Number Of Children Hospitalised For Self-Harm At A Five-Year High

Rise In Self-Harm For Boys "Suffering In Silence"

15.12.2014

A new health and social care investigation has shown that the number of children being admitted to hospital for self-harming is at a five-year high.

Comparing results from 2009/10 and 2013/14, admission of girls aged between ten and 14 increased by almost 93%, while the rise was 45% in boys. 

Campaigners fear that figures suggest a worrying number of young boys "suffering in silence", and have urged teachers and parents to be more vigilant to the signs of self-harm. 

Speaking to the BBC, Project Director of selfharm.co.uk Rachel Welch explained that the media had a responsibility to present care evenly to both genders. 

She said: "Because of the way society has constructed the image of self-harm, it makes it much easier for girls to come forward and ask for help.

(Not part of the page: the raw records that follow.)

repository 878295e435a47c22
//! Plot rendering.
//!
//! `SvgRenderer` draws a [`Plot`] as a standalone SVG document: framed axes
//! with ticks and grid, markers and frontier lines clipped to the data area,
//! and a legend in the top-right corner.

use crate::config::PlotFormat;
use crate::error::{ModelStatsError, Result};
use crate::platform::Marker;
use crate::plot::{AxisRange, Plot};
use crate::report::atomic_write;
use std::fmt::Write;
use std::path::Path;

/// Turns a plot into the bytes of an image file.
pub trait PlotRenderer {
    fn format(&self) -> PlotFormat;

    fn render(&self, plot: &Plot) -> Result<Vec<u8>>;
}

/// Renderer for `format`.
pub fn renderer_for(format: PlotFormat) -> Box<dyn PlotRenderer> {
    match format {
        PlotFormat::Svg => Box::new(SvgRenderer::default()),
    }
}

/// Render `plot` and write it to `path`.
pub fn save_plot(renderer: &dyn PlotRenderer, plot: &Plot, path: &Path) -> Result<()> {
    let bytes = renderer.render(plot)?;
    atomic_write(path, &bytes).map_err(|e| ModelStatsError::write(path, e))?;
    tracing::info!(
        path = %path.display(),
        format = %renderer.format(),
        bytes = bytes.len(),
        "Saved plot"
    );
    Ok(())
}

/// SVG output. Sizes are in pixels.
#[derive(Debug, Clone, Copy)]
pub struct SvgRenderer {
    pub width: f64,
    pub height: f64,
}

impl Default for SvgRenderer {
    fn default() -> Self {
        Self {
            width: 800.0,
            height: 600.0,
        }
    }
}

const MARGIN_LEFT: f64 = 70.0;
const MARGIN_RIGHT: f64 = 25.0;
const MARGIN_TOP: f64 = 50.0;
const MARGIN_BOTTOM: f64 = 60.0;
const MARKER_SIZE: f64 = 4.5;
const TARGET_TICKS: f64 = 6.0;

/// Maps data coordinates onto the pixel area of the plot.
struct Frame {
    left: f64,
    top: f64,
    width: f64,
    height: f64,
    x: AxisRange,
    y: AxisRange,
}

impl Frame {
    fn px(&self, x: f64) -> f64 {
        self.left + (x - self.x.min) / self.x.span() * self.width
    }

    fn py(&self, y: f64) -> f64 {
        self.top + self.height - (y - self.y.min) / self.y.span() * self.height
    }

    fn right(&self) -> f64 {
        self.left + self.width
    }

    fn bottom(&self) -> f64 {
        self.top + self.height
    }
}

impl PlotRenderer for SvgRenderer {
    fn format(&self) -> PlotFormat {
        PlotFormat::Svg
    }

    fn render(&self, plot: &Plot) -> Result<Vec<u8>> {
        let mut svg = String::new();
        self.write_svg(plot, &mut svg)?;
        Ok(svg.into_bytes())
    }
}

impl SvgRenderer {
    fn write_svg(&self, plot: &Plot, svg: &mut String) -> std::fmt::Result {
        let frame = Frame {
            left: MARGIN_LEFT,
            top: MARGIN_TOP,
            width: self.width - MARGIN_LEFT - MARGIN_RIGHT,
            height: self.height - MARGIN_TOP - MARGIN_BOTTOM,
            x: plot.x_range,
            y: plot.y_range,
        };

        writeln!(svg, "<?xml version=\"1.0\" encoding=\"UTF-8\"?>")?;
        writeln!(
            svg,
            "<svg xmlns=\"http://www.w3.org/2000/svg\" width=\"{w}\" height=\"{h}\" viewBox=\"0 0 {w} {h}\" font-family=\"sans-serif\">",
            w = self.width,
            h = self.height
        )?;
        writeln!(
            svg,
            "  <defs><clipPath id=\"data-area\"><rect x=\"{:.1}\" y=\"{:.1}\" width=\"{:.1}\" height=\"{:.1}\"/></clipPath></defs>",
            frame.left, frame.top, frame.width, frame.height
        )?;
        writeln!(svg, "  <rect width=\"100%\" height=\"100%\" fill=\"white\"/>")?;

        self.write_axes(plot, &frame, svg)?;

        writeln!(svg, "  <g clip-path=\"url(#data-area)\">")?;
        for series in &plot.series {
            let color = escape(&series.color);
            for &(x, y) in &series.points {
                if x.is_finite() && y.is_finite() {
                    write_marker(svg, series.marker, frame.px(x), frame.py(y), &color)?;
                }
            }
        }
        // frontier lines after the scatter so they stay on top
        for series in &plot.series {
            if series.line.is_empty() {
                continue;
            }
            let points: Vec<String> = series
                .line
                .iter()
                .map(|&(x, y)| format!("{:.2},{:.2}", frame.px(x), frame.py(y)))
                .collect();
            writeln!(
                svg,
                "    <polyline points=\"{}\" fill=\"none\" stroke=\"{}\" stroke-width=\"1.5\"/>",
                points.join(" "),
                escape(&series.color)
            )?;
        }
        writeln!(svg, "  </g>")?;

        self.write_legend(plot, &frame, svg)?;

        writeln!(svg, "</svg>")
    }

    fn write_axes(&self, plot: &Plot, frame: &Frame, svg: &mut String) -> std::fmt::Result {
        writeln!(
            svg,
            "  <text x=\"{:.1}\" y=\"30\" text-anchor=\"middle\" font-size=\"16\">{}</text>",
            self.width / 2.0,
            escape(&plot.title)
        )?;

        for tick in ticks(frame.x) {
            let x = frame.px(tick);
            if plot.grid {
                writeln!(
                    svg,
                    "  <line x1=\"{x:.1}\" y1=\"{:.1}\" x2=\"{x:.1}\" y2=\"{:.1}\" stroke=\"#dddddd\"/>",
                    frame.top,
                    frame.bottom()
                )?;
            }
            writeln!(
                svg,
                "  <text x=\"{x:.1}\" y=\"{:.1}\" text-anchor=\"middle\" font-size=\"11\">{}</text>",
                frame.bottom() + 16.0,
                format_tick(tick, frame.x)
            )?;
        }
        for tick in ticks(frame.y) {
            let y = frame.py(tick);
            if plot.grid {
                writeln!(
                    svg,
                    "  <line x1=\"{:.1}\" y1=\"{y:.1}\" x2=\"{:.1}\" y2=\"{y:.1}\" stroke=\"#dddddd\"/>",
                    frame.left,
                    frame.right()
                )?;
            }
            writeln!(
                svg,
                "  <text x=\"{:.1}\" y=\"{:.1}\" text-anchor=\"end\" font-size=\"11\">{}</text>",
                frame.left - 6.0,
                y + 4.0,
                format_tick(tick, frame.y)
            )?;
        }

        writeln!(
            svg,
            "  <rect x=\"{:.1}\" y=\"{:.1}\" width=\"{:.1}\" height=\"{:.1}\" fill=\"none\" stroke=\"black\"/>",
            frame.left, frame.top, frame.width, frame.height
        )?;
        writeln!(
            svg,
            "  <text x=\"{:.1}\" y=\"{:.1}\" text-anchor=\"middle\" font-size=\"13\">{}</text>",
            frame.left + frame.width / 2.0,
            self.height - 15.0,
            escape(&plot.x_label)
        )?;
        let cy = frame.top + frame.height / 2.0;
        writeln!(
            svg,
            "  <text x=\"20\" y=\"{cy:.1}\" text-anchor=\"middle\" font-size=\"13\" transform=\"rotate(-90 20 {cy:.1})\">{}</text>",
            escape(&plot.y_label)
        )
    }

    fn write_legend(&self, plot: &Plot, frame: &Frame, svg: &mut String) -> std::fmt::Result {
        if plot.series.is_empty() {
            return Ok(());
        }
        let row = 18.0;
        let longest = plot
            .series
            .iter()
            .map(|s| s.label.chars().count())
            .max()
            .unwrap_or(0) as f64;
        let width = 44.0 + longest * 6.5;
        let height = 10.0 + row * plot.series.len() as f64;
        let left = frame.right() - width - 10.0;
        let top = frame.top + 10.0;

        writeln!(
            svg,
            "  <rect x=\"{left:.1}\" y=\"{top:.1}\" width=\"{width:.1}\" height=\"{height:.1}\" fill=\"white\" fill-opacity=\"0.6\" stroke=\"#999999\"/>"
        )?;
        for (i, series) in plot.series.iter().enumerate() {
            let y = top + 14.0 + row * i as f64;
            let color = escape(&series.color);
            writeln!(
                svg,
                "  <line x1=\"{:.1}\" y1=\"{y:.1}\" x2=\"{:.1}\" y2=\"{y:.1}\" stroke=\"{color}\" stroke-width=\"1.5\"/>",
                left + 8.0,
                left + 30.0
            )?;
            write_marker(svg, series.marker, left + 19.0, y, &color)?;
            writeln!(
                svg,
                "  <text x=\"{:.1}\" y=\"{:.1}\" font-size=\"11\">{}</text>",
                left + 36.0,
                y + 4.0,
                escape(&series.label)
            )?;
        }
        Ok(())
    }
}

fn write_marker(svg: &mut String, marker: Marker, x: f64, y: f64, color: &str) -> std::fmt::Result {
    let s = MARKER_SIZE;
    match marker {
        Marker::Circle => writeln!(
            svg,
            "    <circle cx=\"{x:.2}\" cy=\"{y:.2}\" r=\"{s}\" fill=\"{color}\"/>"
        ),
        Marker::Square => writeln!(
            svg,
            "    <rect x=\"{:.2}\" y=\"{:.2}\" width=\"{}\" height=\"{}\" fill=\"{color}\"/>",
            x - s,
            y - s,
            2.0 * s,
            2.0 * s
        ),
        Marker::Triangle => writeln!(
            svg,
            "    <polygon points=\"{:.2},{:.2} {:.2},{:.2} {:.2},{:.2}\" fill=\"{color}\"/>",
            x,
            y - s,
            x - s,
            y + s,
            x + s,
            y + s
        ),
        Marker::Diamond => writeln!(
            svg,
            "    <polygon points=\"{:.2},{:.2} {:.2},{:.2} {:.2},{:.2} {:.2},{:.2}\" fill=\"{color}\"/>",
            x,
            y - s,
            x + s,
            y,
            x,
            y + s,
            x - s,
            y
        ),
    }
}

/// Round tick step (1, 2 or 5 times a power of ten) for `range`.
fn tick_step(range: AxisRange) -> f64 {
    let raw = range.span() / TARGET_TICKS;
    if !raw.is_finite() || raw <= 0.0 {
        return 1.0;
    }
    let magnitude = 10f64.powf(raw.log10().floor());
    let residual = raw / magnitude;
    let nice = if residual <= 1.0 {
        1.0
    } else if residual <= 2.0 {
        2.0
    } else if residual <= 5.0 {
        5.0
    } else {
        10.0
    };
    nice * magnitude
}

fn ticks(range: AxisRange) -> Vec<f64> {
    let step = tick_step(range);
    let first = (range.min / step).ceil() as i64;
    let last = (range.max / step).floor() as i64;
    (first..=last).map(|i| i as f64 * step).collect()
}

fn format_tick(value: f64, range: AxisRange) -> String {
    let step = tick_step(range);
    let decimals = if step >= 1.0 {
        0
    } else {
        (-step.log10().floor()) as usize
    };
    format!("{value:.decimals$}")
}

/// Escape text for use in SVG content and attribute values.
fn escape(text: &str) -> String {
    let mut out = String::with_capacity(text.len());
    for c in text.chars() {
        match c {
            '&' => out.push_str("&amp;"),
            '<' => out.push_str("&lt;"),
            '>' => out.push_str("&gt;"),
            '"' => out.push_str("&quot;"),
            '\'' => out.push_str("&apos;"),
            _ => out.push(c),
        }
    }
    out
}

#[cfg(test)]
mod tests {
    use super::*;
    use crate::plot::PlotSeries;
    use tempfile::TempDir;

    fn plot() -> Plot {
        Plot {
            title: "Model Cost vs Accuracy".into(),
            x_label: "Runtime (seconds/frame)".into(),
            y_label: "Top 1 accuracy (%)".into(),
            x_range: AxisRange::new(0.0, 1.5),
            y_range: AxisRange::new(20.0, 100.0),
            series: vec![
                PlotSeries {
                    platform: "pi3".into(),
                    label: "Raspberry Pi3/Raspbian".into(),
                    color: "red".into(),
                    marker: Marker::Circle,
                    points: vec![(0.3, 60.0), (0.5, 70.0)],
                    line: vec![(0.3, 60.0), (0.5, 70.0)],
                },
                PlotSeries {
                    platform: "aarch64".into(),
                    label: "R&D <board>".into(),
                    color: "green".into(),
                    marker: Marker::Triangle,
                    points: vec![(0.2, 50.0)],
                    line: vec![],
                },
            ],
            grid: true,
        }
    }

    fn render(plot: &Plot) -> String {
        String::from_utf8(SvgRenderer::default().render(plot).unwrap()).unwrap()
    }

    #[test]
    fn test_svg_document_structure() {
        let svg = render(&plot());
        assert!(svg.starts_with("<?xml"));
        assert!(svg.trim_end().ends_with("</svg>"));
        assert!(svg.contains("Model Cost vs Accuracy"));
        assert!(svg.contains("Runtime (seconds/frame)"));
        assert!(svg.contains("Top 1 accuracy (%)"));
        assert!(svg.contains("clip-path=\"url(#data-area)\""));
    }

    #[test]
    fn test_svg_draws_markers_and_lines() {
        let svg = render(&plot());
        assert_eq!(svg.matches("<polyline").count(), 1);
        // two scatter circles plus one legend circle
        assert_eq!(svg.matches("<circle").count(), 3);
        // one scatter triangle plus one legend triangle
        assert_eq!(svg.matches("<polygon").count(), 2);
    }

    #[test]
    fn test_svg_escapes_legend_text() {
        let svg = render(&plot());
        assert!(svg.contains("R&amp;D &lt;board&gt;"));
        assert!(!svg.contains("<board>"));
    }

    #[test]
    fn test_svg_no_legend_without_series() {
        let mut empty = plot();
        empty.series.clear();
        let svg = render(&empty);
        assert!(!svg.contains("fill-opacity=\"0.6\""));
    }

    #[test]
    fn test_ticks() {
        assert_eq!(tick_step(AxisRange::new(0.0, 1.5)), 0.5);
        assert_eq!(ticks(AxisRange::new(20.0, 100.0)), vec![20.0, 40.0, 60.0, 80.0, 100.0]);
        assert_eq!(format_tick(0.5, AxisRange::new(0.0, 1.5)), "0.5");
        assert_eq!(format_tick(40.0, AxisRange::new(20.0, 100.0)), "40");
    }

    #[test]
    fn test_save_plot_writes_file() {
        let dir = TempDir::new().unwrap();
        let path = dir.path().join("plots").join("model_speed_accuracy.svg");
        let renderer = renderer_for(PlotFormat::Svg);
        save_plot(renderer.as_ref(), &plot(), &path).unwrap();
        let content = std::fs::read_to_string(&path).unwrap();
        assert!(content.contains("<svg"));
    }
}
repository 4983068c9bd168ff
//! Progress parsing and status message rendering
//!
//! yt-dlp is run with `--newline`, so every progress tick arrives as its own
//! stdout line (`[download]  42.7% of ~10.00MiB at 1.20MiB/s ETA 00:07`).

use once_cell::sync::Lazy;
use regex::Regex;
use std::time::Duration;
use tokio::time::Instant;

use crate::download::job::MediaMode;

/// Cached regex for the `<digits>.<digits>%` progress token
/// Compiled once at startup and reused for all jobs
static PERCENT_REGEX: Lazy<Regex> =
    Lazy::new(|| Regex::new(r"(\d+\.\d+)%").expect("Failed to compile progress regex"));

/// Extracts the percentage from one line of yt-dlp output.
///
/// Only the first `<digits>.<digits>%` token counts. The returned slice borrows
/// from `line` and keeps yt-dlp's own formatting (`"42.7"`, `"100.0"`).
pub fn parse_percent(line: &str) -> Option<&str> {
    PERCENT_REGEX
        .captures(line)
        .and_then(|caps| caps.get(1))
        .map(|m| m.as_str())
}

/// Stateless progress parser handed to the orchestrator.
#[derive(Debug, Clone, Copy, Default)]
pub struct ProgressParser;

impl ProgressParser {
    pub fn new() -> Self {
        Self
    }

    pub fn parse<'a>(&self, line: &'a str) -> Option<&'a str> {
        parse_percent(line)
    }
}

/// Rate gate for status message edits.
///
/// The window starts when the status message is created, so the first
/// progress edit goes out no earlier than one interval after that.
#[derive(Debug)]
pub struct ProgressThrottle {
    interval: Duration,
    last_update: Instant,
}

impl ProgressThrottle {
    pub fn new(interval: Duration) -> Self {
        Self {
            interval,
            last_update: Instant::now(),
        }
    }

    /// Returns true and restarts the window if an edit may be sent now.
    pub fn ready(&mut self) -> bool {
        self.ready_at(Instant::now())
    }

    pub fn ready_at(&mut self, now: Instant) -> bool {
        if now.saturating_duration_since(self.last_update) >= self.interval {
            self.last_update = now;
            true
        } else {
            false
        }
    }
}

/// Download state for displaying progress to the user.
#[derive(Debug, Clone, PartialEq, Eq)]
pub enum DownloadStatus {
    /// Status message just created, yt-dlp is being launched
    Initializing { mode: MediaMode },
    /// yt-dlp reported a percentage
    Downloading { mode: MediaMode, percent: String },
    /// File is being sent to the chat
    Uploading,
    /// yt-dlp failed for any reason other than the deadline
    DownloadFailed,
    /// yt-dlp was killed after the deadline
    TimedOut { secs: u64 },
    /// The chat platform rejected the file
    UploadFailed,
}

impl DownloadStatus {
    /// Generates the plain-text status message for the current state.
    ///
    /// # Example
    ///
    /// ```
    /// use linkdrop::download::job::MediaMode;
    /// use linkdrop::download::progress::DownloadStatus;
    ///
    /// let status = DownloadStatus::Downloading {
    ///     mode: MediaMode::Audio,
    ///     percent: "42.7".to_string(),
    /// };
    /// assert_eq!(status.to_message(), "⏳ Downloading audio: 42.7%");
    /// ```
    pub fn to_message(&self) -> String {
        match self {
            DownloadStatus::Initializing { mode } => format!("⏳ Initializing {}...", mode),
            DownloadStatus::Downloading { mode, percent } => format!("⏳ Downloading {}: {}%", mode, percent),
            DownloadStatus::Uploading => "📤 Uploading to Telegram...".to_string(),
            DownloadStatus::DownloadFailed => "❌ File exceeds 50MB limit or download failed.".to_string(),
            DownloadStatus::TimedOut { secs } => format!("⌛ Download timed out after {} seconds.", secs),
            DownloadStatus::UploadFailed => "❌ Telegram upload failed (Max 50MB).".to_string(),
        }
    }
}
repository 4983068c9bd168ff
//! Core utilities, configuration, and common functionality

pub mod config;
pub mod error;
pub mod logging;
pub mod process;

// Re-exports for convenience
pub use error::{AppError, AppResult};
pub use logging::{init_logger, log_startup_configuration};
//! [`ChatGateway`] implementation over the Telegram Bot API

use std::path::Path;

use async_trait::async_trait;
use teloxide::prelude::*;
use teloxide::types::{ChatId, InputFile};

use crate::core::error::AppError;
use crate::download::send::{ChatGateway, MessageHandle};

#[derive(Clone)]
pub struct TelegramGateway {
    bot: Bot,
}

impl TelegramGateway {
    pub fn new(bot: Bot) -> Self {
        Self { bot }
    }
}

#[async_trait]
impl ChatGateway for TelegramGateway {
    async fn send_text(&self, chat: ChatId, text: &str) -> Result<MessageHandle, AppError> {
        let msg = self.bot.send_message(chat, text).await?;
        Ok(MessageHandle {
            chat_id: msg.chat.id,
            message_id: msg.id,
        })
    }

    async fn edit_text(&self, message: MessageHandle, text: &str) -> Result<(), AppError> {
        match self
            .bot
            .edit_message_text(message.chat_id, message.message_id, text)
            .await
        {
            Ok(_) => Ok(()),
            // Same text as before, nothing to do
            Err(e) if e.to_string().contains("message is not modified") => Ok(()),
            Err(e) => Err(e.into()),
        }
    }

    async fn delete_message(&self, message: MessageHandle) -> Result<(), AppError> {
        self.bot.delete_message(message.chat_id, message.message_id).await?;
        Ok(())
    }

    async fn send_audio(&self, chat: ChatId, path: &Path) -> Result<(), AppError> {
        self.bot.send_audio(chat, InputFile::file(path.to_path_buf())).await?;
        Ok(())
    }

    async fn send_video(&self, chat: ChatId, path: &Path) -> Result<(), AppError> {
        self.bot
            .send_video(chat, InputFile::file(path.to_path_buf()))
            .supports_streaming(true)
            .await?;
        Ok(())
    }
}
//! Process runner double that replays a scripted yt-dlp run

#![allow(dead_code)]

use std::path::Path;
use std::sync::atomic::{AtomicBool, AtomicUsize, Ordering};
use std::sync::{Arc, Mutex};
use std::time::Duration;

use async_trait::async_trait;
use linkdrop::download::{DownloadError, DownloadRequest, ProcessRunner, RunningDownload};
use tokio::sync::{mpsc, oneshot};

/// How the scripted process ends once its lines are emitted
#[derive(Debug, Clone)]
pub enum ScriptedExit {
    /// Exit 0 with the output file written
    Success,
    /// Exit 0 without producing a file
    SuccessWithoutFile,
    /// Non-zero exit, leaving a `.part` file and a format intermediate behind
    Failure(String),
    /// Never exits
    Hang,
}

#[derive(Debug)]
pub struct ScriptedRunner {
    lines: Vec<String>,
    line_delay: Duration,
    exit: ScriptedExit,
    fail_launch: bool,
    launches: AtomicUsize,
    requests: Mutex<Vec<DownloadRequest>>,
    killed: Arc<AtomicBool>,
}

impl ScriptedRunner {
    pub fn new(exit: ScriptedExit) -> Self {
        Self {
            lines: Vec::new(),
            line_delay: Duration::ZERO,
            exit,
            fail_launch: false,
            launches: AtomicUsize::new(0),
            requests: Mutex::new(Vec::new()),
            killed: Arc::new(AtomicBool::new(false)),
        }
    }

    /// A runner whose binary cannot be spawned
    pub fn unlaunchable() -> Self {
        Self {
            fail_launch: true,
            ..Self::new(ScriptedExit::Success)
        }
    }

    pub fn with_lines<I, S>(mut self, lines: I) -> Self
    where
        I: IntoIterator<Item = S>,
        S: Into<String>,
    {
        self.lines = lines.into_iter().map(Into::into).collect();
        self
    }

    /// Delay before each emitted line
    pub fn with_line_delay(mut self, delay: Duration) -> Self {
        self.line_delay = delay;
        self
    }

    pub fn launches(&self) -> usize {
        self.launches.load(Ordering::SeqCst)
    }

    pub fn requests(&self) -> Vec<DownloadRequest> {
        self.requests.lock().unwrap().clone()
    }

    /// True once the orchestrator asked the process to be killed
    pub fn was_killed(&self) -> bool {
        self.killed.load(Ordering::SeqCst)
    }
}

#[async_trait]
impl ProcessRunner for ScriptedRunner {
    async fn launch(&self, request: &DownloadRequest) -> Result<RunningDownload, DownloadError> {
        self.launches.fetch_add(1, Ordering::SeqCst);
        self.requests.lock().unwrap().push(request.clone());
        if self.fail_launch {
            return Err(DownloadError::Process("failed to spawn yt-dlp: not found".into()));
        }

        let (tx, rx) = mpsc::unbounded_channel();
        let (kill, kill_rx) = oneshot::channel::<()>();
        let lines = self.lines.clone();
        let delay = self.line_delay;
        let exit = self.exit.clone();
        let output_path = request.output_path.clone();
        let killed = Arc::clone(&self.killed);

        let handle = tokio::spawn(async move {
            let script = async move {
                for line in lines {
                    if !delay.is_zero() {
                        tokio::time::sleep(delay).await;
                    }
                    let _ = tx.send(line);
                }

                match exit {
                    ScriptedExit::Success => std::fs::write(&output_path, b"media")
                        .map_err(|e| DownloadError::Process(format!("scripted write failed: {}", e))),
                    ScriptedExit::SuccessWithoutFile => Err(DownloadError::FileNotFound(format!(
                        "yt-dlp exited successfully but {} is missing",
                        output_path.display()
                    ))),
                    ScriptedExit::Failure(message) => {
                        leave_partials(&output_path);
                        Err(DownloadError::YtDlp(message))
                    }
                    ScriptedExit::Hang => {
                        let _open = tx;
                        std::future::pending::<()>().await;
                        Ok(())
                    }
                }
            };

            tokio::select! {
                result = script => result,
                _ = kill_rx => {
                    killed.store(true, Ordering::SeqCst);
                    Err(DownloadError::Timeout("scripted yt-dlp killed".into()))
                }
            }
        });

        Ok(RunningDownload {
            lines: rx,
            exit: handle,
            kill,
        })
    }
}

/// Writes what an interrupted merge download leaves behind
fn leave_partials(output_path: &Path) {
    let mut partial = output_path.to_path_buf().into_os_string();
    partial.push(".part");
    let _ = std::fs::write(partial, b"partial");

    if let (Some(dir), Some(stem)) = (output_path.parent(), output_path.file_stem()) {
        let intermediate = dir.join(format!("{}.f137.mp4", stem.to_string_lossy()));
        let _ = std::fs::write(intermediate, b"partial");
    }
}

"We've actually got a huge number of boys who are unable to come forward and ask for help, because they're struggling with something perceived to be something that only affects girls."

Experts suggest that the increase in admissions was partly due to a rise in self-harming, as well as an improved system of data recording in hospitals. In response to reports, the government has announced that it will be investing £30m into mental health care in A&E units.

Expert Opinion
The findings of this report are extremely troubling as it indicates a rise in the number of young people being admitted to hospital after self-harming. It is vital more is done to identify youngsters who may be suffering with mental health issues and ensure they are offered the help and support they require.

“All too often we see examples of young people who are unable to access the services they require, which can have devastating consequences on the individual, as well as their family and friends.

“We hope that this report is taken into account and more is done to ensure all young people suffering with mental health issues are able to access the services they require.”